江戸城の確定報酬で来たりしてくれないかな! 無理かな!

「ともあれ、三年間の勤務お疲れ様、なまえ。四年目もよろしく頼むよ」
「……うん。任せて欲しいな」

いつもなら力一杯肯定できるはずの言葉に、ためらいが混じる。歌仙さんは不思議そうに目を瞬かせてから、「なまえ」とゆっくり名前を呼んだ。

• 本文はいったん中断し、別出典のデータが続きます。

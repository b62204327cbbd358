use crate::diff;
use crate::error::Result;
use crate::models::{Build, BuildSource, DiffRecord};
use crate::versions::VersionStore;
use tracing::info;
use uuid::Uuid;

/// Restores an entity to an earlier version by appending a new build.
///
/// History is never rewritten: the rollback build carries the diff from the
/// current state to the target and records which version it restored.
pub struct RollbackManager<'a> {
    store: &'a VersionStore,
}

impl<'a> RollbackManager<'a> {
    pub fn new(store: &'a VersionStore) -> Self {
        Self { store }
    }

    /// Diff the rollback would apply, without writing anything.
    pub fn preview(&self, entity_id: &Uuid, target_version: u32) -> Result<DiffRecord> {
        let entity = self.store.get_entity(entity_id)?;
        let target = self.store.get_contents(entity_id, target_version)?;
        Ok(diff::diff(&entity.state, &target))
    }

    pub fn rollback(&self, entity_id: &Uuid, target_version: u32, author: &str) -> Result<Build> {
        self.store.get_entity(entity_id)?;
        let target = self.store.get_contents(entity_id, target_version)?;

        let build = self.store.commit_state(
            entity_id,
            &target,
            BuildSource::Manual,
            author,
            Some(target_version),
        )?;

        info!(
            entity_id = %entity_id,
            target_version,
            new_version = build.version,
            changes = build.diff.len(),
            "rolled back entity"
        );
        Ok(build)
    }
}
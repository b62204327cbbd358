//! Field-level diffing between entity states.
//!
//! Scalar fields produce at most one change each. Set fields produce one
//! change per element added or removed, ordered by element, so that
//! `diff(b, a) == invert(diff(a, b))` holds exactly.

use crate::error::{Error, Result};
use crate::models::{ChangeKind, DiffRecord, EntityState, Field, FieldChange};
use similar::{ChangeTag, TextDiff};

pub fn diff(old: &EntityState, new: &EntityState) -> DiffRecord {
    let mut changes = Vec::new();

    for field in Field::SCALARS {
        let before = old.scalar(field);
        let after = new.scalar(field);
        if before != after {
            changes.push(FieldChange::new(field, before, after));
        }
    }

    for field in Field::SETS {
        let (Some(before), Some(after)) = (old.set_field(field), new.set_field(field)) else {
            continue;
        };
        for element in before.union(after) {
            match (before.contains(element), after.contains(element)) {
                (true, false) => changes.push(FieldChange::new(field, Some(element.clone()), None)),
                (false, true) => changes.push(FieldChange::new(field, None, Some(element.clone()))),
                _ => {}
            }
        }
    }

    DiffRecord { changes }
}

/// Applies `diff` to `state`, checking that every change's previous value
/// matches what is actually there.
pub fn apply(state: &EntityState, diff: &DiffRecord) -> Result<EntityState> {
    let mut next = state.clone();

    for change in &diff.changes {
        if change.field.is_set() {
            let set = next
                .set_field_mut(change.field)
                .ok_or_else(|| mismatch(change.field, "not a set field"))?;
            match change.kind {
                ChangeKind::Added => {
                    let element = change
                        .new
                        .clone()
                        .ok_or_else(|| mismatch(change.field, "added element missing"))?;
                    if !set.insert(element.clone()) {
                        return Err(mismatch(change.field, &format!("'{}' already present", element)));
                    }
                }
                ChangeKind::Removed => {
                    let element = change
                        .old
                        .as_ref()
                        .ok_or_else(|| mismatch(change.field, "removed element missing"))?;
                    if !set.remove(element) {
                        return Err(mismatch(change.field, &format!("'{}' not present", element)));
                    }
                }
                ChangeKind::Modified => {
                    return Err(mismatch(change.field, "set fields only add or remove"));
                }
            }
        } else {
            let current = next.scalar(change.field);
            if current != change.old {
                return Err(mismatch(
                    change.field,
                    &format!("expected {:?}, found {:?}", change.old, current),
                ));
            }
            next.set_scalar(change.field, change.new.clone());
        }
    }

    Ok(next)
}

pub fn invert(diff: &DiffRecord) -> DiffRecord {
    DiffRecord {
        changes: diff
            .changes
            .iter()
            .map(|c| FieldChange {
                field: c.field,
                kind: c.kind.inverse(),
                old: c.new.clone(),
                new: c.old.clone(),
            })
            .collect(),
    }
}

fn mismatch(field: Field, reason: &str) -> Error {
    Error::DiffMismatch {
        field: field.as_str().to_string(),
        reason: reason.to_string(),
    }
}

#[derive(Debug, Clone)]
pub struct TextDiffLine {
    pub line_type: DiffLineType,
    pub content: String,
    pub old_line_number: Option<usize>,
    pub new_line_number: Option<usize>,
}

#[derive(Debug, Clone, Copy, PartialEq, Eq)]
pub enum DiffLineType {
    Context,
    Addition,
    Deletion,
}

/// Line diff of the `text` body for display.
pub fn text_lines(old_text: &str, new_text: &str) -> Vec<TextDiffLine> {
    let diff = TextDiff::from_lines(old_text, new_text);
    let mut lines = Vec::new();
    let mut old_line_num = 1;
    let mut new_line_num = 1;

    for change in diff.iter_all_changes() {
        let (line_type, old_num, new_num) = match change.tag() {
            ChangeTag::Delete => {
                let num = old_line_num;
                old_line_num += 1;
                (DiffLineType::Deletion, Some(num), None)
            }
            ChangeTag::Insert => {
                let num = new_line_num;
                new_line_num += 1;
                (DiffLineType::Addition, None, Some(num))
            }
            ChangeTag::Equal => {
                let old_num = old_line_num;
                let new_num = new_line_num;
                old_line_num += 1;
                new_line_num += 1;
                (DiffLineType::Context, Some(old_num), Some(new_num))
            }
        };

        lines.push(TextDiffLine {
            line_type,
            content: change.to_string(),
            old_line_number: old_num,
            new_line_number: new_num,
        });
    }

    lines
}

/// One-line summary of a change, e.g. `status: draft -> published` or `labels: +core`.
pub fn describe(change: &FieldChange) -> String {
    let name = change.field.as_str();
    if change.field.is_set() {
        return match change.kind {
            ChangeKind::Added => format!("{}: +{}", name, change.new.as_deref().unwrap_or("")),
            _ => format!("{}: -{}", name, change.old.as_deref().unwrap_or("")),
        };
    }
    if change.field == Field::Text {
        return format!("{}: {}", name, change_kind_label(change.kind));
    }
    match change.kind {
        ChangeKind::Added => format!("{}: +{}", name, change.new.as_deref().unwrap_or("")),
        ChangeKind::Removed => format!("{}: -{}", name, change.old.as_deref().unwrap_or("")),
        ChangeKind::Modified => format!(
            "{}: {} -> {}",
            name,
            change.old.as_deref().unwrap_or(""),
            change.new.as_deref().unwrap_or("")
        ),
    }
}

fn change_kind_label(kind: ChangeKind) -> &'static str {
    match kind {
        ChangeKind::Added => "added",
        ChangeKind::Removed => "removed",
        ChangeKind::Modified => "modified",
    }
}
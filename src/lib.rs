//! # buildsync
//!
//! Umbrella crate re-exporting the buildsync workspace members.

pub use buildsync_core as core;
pub use buildsync_sdk as sdk;
pub use buildsync_server as server;
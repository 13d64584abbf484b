//! Line geometry handed to the renderer.

use crate::layout::PlacedGlyph;
use glam::{Mat4, Vec3};

#[repr(C)]
#[derive(Copy, Clone, Debug, PartialEq, bytemuck::Pod, bytemuck::Zeroable)]
pub struct LineVertex {
    pub position: [f32; 3],
    pub color: [f32; 4],
}

impl LineVertex {
    #[inline]
    pub fn new(position: Vec3, color: [f32; 4]) -> Self {
        Self {
            position: position.to_array(),
            color,
        }
    }
}

/// Line-list vertices for a polyline (two vertices per segment).
pub fn polyline_vertices(points: &[Vec3], color: [f32; 4]) -> Vec<LineVertex> {
    points
        .windows(2)
        .flat_map(|pair| [LineVertex::new(pair[0], color), LineVertex::new(pair[1], color)])
        .collect()
}

/// World transform of a placed glyph: scale about its origin, then pose.
#[inline]
pub fn glyph_model_matrix(glyph: &PlacedGlyph) -> Mat4 {
    Mat4::from_scale_rotation_translation(
        Vec3::splat(glyph.scale),
        glyph.pose.rotation,
        glyph.pose.position,
    )
}

/// Append world-space outline segments of every glyph to `out`.
pub fn append_glyph_vertices(glyphs: &[PlacedGlyph], color: [f32; 4], out: &mut Vec<LineVertex>) {
    for glyph in glyphs {
        let model = glyph_model_matrix(glyph);
        for [a, b] in &glyph.outline.segments {
            out.push(LineVertex::new(model.transform_point3(a.extend(0.0)), color));
            out.push(LineVertex::new(model.transform_point3(b.extend(0.0)), color));
        }
    }
}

「なにか、気がかりでもあるのかい。君は、じゅうぶんにうまくやってきたと思っているし、これからもうまくやれると僕は思っている。信頼しているとも」
「ありがとう」
「僕には、話せないことだろうか」
「……」

言えるか、言えないかで問われれば、言っても良いことだ。ただ、今話すには、少しだけ。すこしだけ、勇気が足りない。
何かを言いたげでありながら、何も言わずにただ私の言葉を待っている歌仙さんに、静かに視線を向ける。花緑青は、いつもよりもくすんでいるように見えた。

「歌仙さん」
「何かな、なまえ」
「明日まで、待ってくれる?」
「……ああ。それが君の望みであれば」

話してくれる意思があるのならば、僕も真摯に受け止める覚悟をしておこう、と眉を下げたまま笑う。めでたい日を前に、こんな表情をさせてしまうつもりはなかったんだけどな。せめてと思って、言えそうな一言を付け加えておいた。

「だいじょうぶ、悪い話じゃないと思うから」
「……そうかい。じゃあせめて、とっておきの茶と茶菓子でも用意して聞かせて貰おうかな」
「変なプレッシャーかかるんだけど?」
「どのみち明日は祝いの席なんだ、おかしくはないだろう?」
「そう言いながら新しい茶器のお披露目したいだけでしょ」
「なぜわかっ……ああもう。さすが四年も僕らに付き合ってくれた主だな!」
「ふふん、それほどでも」

少しだけこわばっていた表情がほぐれた。うん、いつもの笑顔には少しばかり固いけれど、苦い顔よりはずっといい。
明日はこの話をどう切り出そうかな、と言葉を探しながら、歌仙さんとの四方山話に明け暮れた。